ACTION ITEM: Reproduce every entry exactly as shown.

Collected data:

//! Pure markup commands: HTML rendering and plain-text projection.

use inkvault_core::Workspace;

use super::content_or_stdin;

pub fn render(
    workspace: &Workspace,
    content: Option<String>,
) -> color_eyre::Result<()> {
    let content = content_or_stdin(content)?;
    print!("{}", workspace.parse_markdown_content(&content));
    Ok(())
}

pub fn plain(workspace: &Workspace, content: Option<String>) -> color_eyre::Result<()> {
    let content = content_or_stdin(content)?;
    println!("{}", workspace.extract_plain_text(&content));
    Ok(())
}
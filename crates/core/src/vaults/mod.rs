//! Vault lifecycle: the registry of named storage roots.

pub mod registry;
pub mod types;

pub use registry::VaultManager;
pub use types::VaultHandle;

EXPECTED ANSWER:
//! Pure markup commands: HTML rendering and plain-text projection.

use inkvault_core::Workspace;

use super::content_or_stdin;

pub fn render(
    workspace: &Workspace,
    content: Option<String>,
) -> color_eyre::Result<()> {
    let content = content_or_stdin(content)?;
    print!("{}", workspace.parse_markdown_content(&content));
    Ok(())
}

pub fn plain(workspace: &Workspace, content: Option<String>) -> color_eyre::Result<()> {
    let content = content_or_stdin(content)?;
    println!("{}", workspace.extract_plain_text(&content));
    Ok(())
}
filename crates/core/src/vaults/mod.rs
//! Vault lifecycle: the registry of named storage roots.

pub mod registry;
pub mod types;

pub use registry::VaultManager;
pub use types::VaultHandle;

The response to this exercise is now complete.